Fix broken pipe callback (#4513)

This commit is contained in:
Yuhong Guo
2019-04-02 17:42:18 +08:00
committed by Hao Chen
parent 20c7b2a6eb
commit c2c548bdfd
7 changed files with 56 additions and 24 deletions
+2
View File
@@ -166,6 +166,8 @@ install:
# Raylet tests.
- ./ci/suppress_output bash src/ray/test/run_object_manager_tests.sh
- ./ci/suppress_output bazel test --build_tests_only --test_lang_filters=cc //:all
# Shutdown bazel to release the memory held by bazel.
- bazel shutdown
script:
- export PATH="$HOME/miniconda/bin:$PATH"
+4 -2
View File
@@ -573,8 +573,10 @@ class Node(object):
check_alive (bool): Raise an exception if the process was already
dead.
"""
self._kill_process_type(
ray_constants.PROCESS_TYPE_REPORTER, check_alive=check_alive)

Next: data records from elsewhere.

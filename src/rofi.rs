//! Menus drawn by rofi in dmenu mode, for launching outside a terminal.

use std::io::{self, Write};
use std::path::PathBuf;
use std::process::{Command, Stdio};

use tracing::debug;

use crate::menu::Menu;

/// rofi's exit code when the user dismisses the menu.
const DISMISSED: i32 = 1;

pub struct RofiMenu {
    program: PathBuf,
    flags: Vec<String>,
}

impl RofiMenu {
    /// `flags` is split on whitespace and appended to every invocation,
    /// e.g. `-theme nord`.
    pub fn new(flags: &str) -> io::Result<Self> {
        let program = which::which("rofi").map_err(|e| {
            io::Error::new(
                io::ErrorKind::NotFound,
                format!("rofi not found in PATH: {e}"),
            )
        })?;
        Ok(Self::with_program(program, flags))
    }

    pub fn with_program(program: impl Into<PathBuf>, flags: &str) -> Self {
        Self {
            program: program.into(),
            flags: flags.split_whitespace().map(str::to_string).collect(),
        }
    }

    /// Runs rofi once. `Ok(None)` when the user dismissed it.
    fn run(&self, args: &[String], input: Option<&str>) -> io::Result<Option<String>> {
        debug!(program = %self.program.display(), ?args, "running rofi");
        let mut child = Command::new(&self.program)
            .args(args)
            .args(&self.flags)
            .stdin(if input.is_some() {
                Stdio::piped()
            } else {
                Stdio::null()
            })
            .stdout(Stdio::piped())
            .stderr(Stdio::null())
            .spawn()?;

        if let Some(input) = input
            && let Some(mut stdin) = child.stdin.take()
            && let Err(e) = stdin.write_all(input.as_bytes())
            && e.kind() != io::ErrorKind::BrokenPipe
        {
            return Err(e);
        }

        let output = child.wait_with_output()?;
        match output.status.code() {
            Some(0) => Ok(Some(String::from_utf8_lossy(&output.stdout).into_owned())),
            Some(DISMISSED) => Ok(None),
            _ => Err(io::Error::other(format!("rofi exited with {}", output.status))),
        }
    }

    fn choose(&self, label: &str, items: &[String], multi: bool) -> io::Result<Option<Vec<usize>>> {
        let input = list_input(items);
        let Some(out) = self.run(&dmenu_args(label, multi, true), Some(&input))? else {
            return Ok(None);
        };
        Ok(Some(parse_indices(&out, items.len())))
    }
}

/// Arguments for one dmenu call. With `indices`, rofi prints the picked
/// row numbers instead of their text.
fn dmenu_args(label: &str, multi: bool, indices: bool) -> Vec<String> {
    let mut args: Vec<String> = ["-dmenu", "-i", "-p", "anistream", "-mesg", label]
        .iter()
        .map(|s| s.to_string())
        .collect();
    if indices {
        args.extend(["-format".to_string(), "i".to_string()]);
    }
    if multi {
        args.push("-multi-select".to_string());
    }
    args
}

/// One row per item; rofi splits rows on newlines.
fn list_input(items: &[String]) -> String {
    items
        .iter()
        .map(|item| item.replace('\n', " "))
        .collect::<Vec<_>>()
        .join("\n")
}

/// Row numbers rofi printed, sorted, skipping anything outside `len`.
/// Text the user typed that matches no row comes back as `-1` and is dropped.
fn parse_indices(out: &str, len: usize) -> Vec<usize> {
    let mut picks: Vec<usize> = out
        .lines()
        .filter_map(|line| line.trim().parse::<usize>().ok())
        .filter(|&i| i < len)
        .collect();
    picks.sort_unstable();
    picks.dedup();
    picks
}

impl Menu for RofiMenu {
    fn select_one(&mut self, label: &str, items: &[String]) -> io::Result<Option<usize>> {
        Ok(self
            .choose(label, items, false)?
            .and_then(|picks| picks.first().copied()))
    }

    fn select_many(&mut self, label: &str, items: &[String]) -> io::Result<Option<Vec<usize>>> {
        self.choose(label, items, true)
    }

    fn prompt(&mut self, label: &str) -> io::Result<Option<String>> {
        Ok(self
            .run(&dmenu_args(label, false, false), None)?
            .map(|text| text.trim().to_string()))
    }

    fn notify(&mut self, message: &str) -> io::Result<()> {
        self.run(&["-e".to_string(), message.to_string()], None)
            .map(drop)
    }

    fn show_status(&mut self, message: &str) -> io::Result<()> {
        // rofi has no non-blocking message window
        debug!(status = %message, "status");
        Ok(())
    }
}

# reporter is started only in PY3.
if PY3:
self._kill_process_type(
ray_constants.PROCESS_TYPE_REPORTER, check_alive=check_alive)
def kill_dashboard(self, check_alive=True):
"""Kill the dashboard.
+1 -1
View File
@@ -329,7 +329,7 @@ def test_raylet_failed(ray_start_cluster):
@pytest.mark.parametrize(
"ray_start_cluster", [{
"num_cpus": 8,
"num_nodes": 4
"num_nodes": 2
}], indirect=True)
def test_plasma_store_failed(ray_start_cluster):
cluster = ray_start_cluster
+1
View File
@@ -84,6 +84,7 @@ def test_worker_plasma_store_failure(ray_start_cluster_head):
cluster.wait_for_nodes()
# Log monitor doesn't die for some reason
worker.kill_log_monitor()
worker.kill_reporter()
worker.kill_plasma_store()
worker.all_processes[ray_constants.PROCESS_TYPE_RAYLET][0].process.wait()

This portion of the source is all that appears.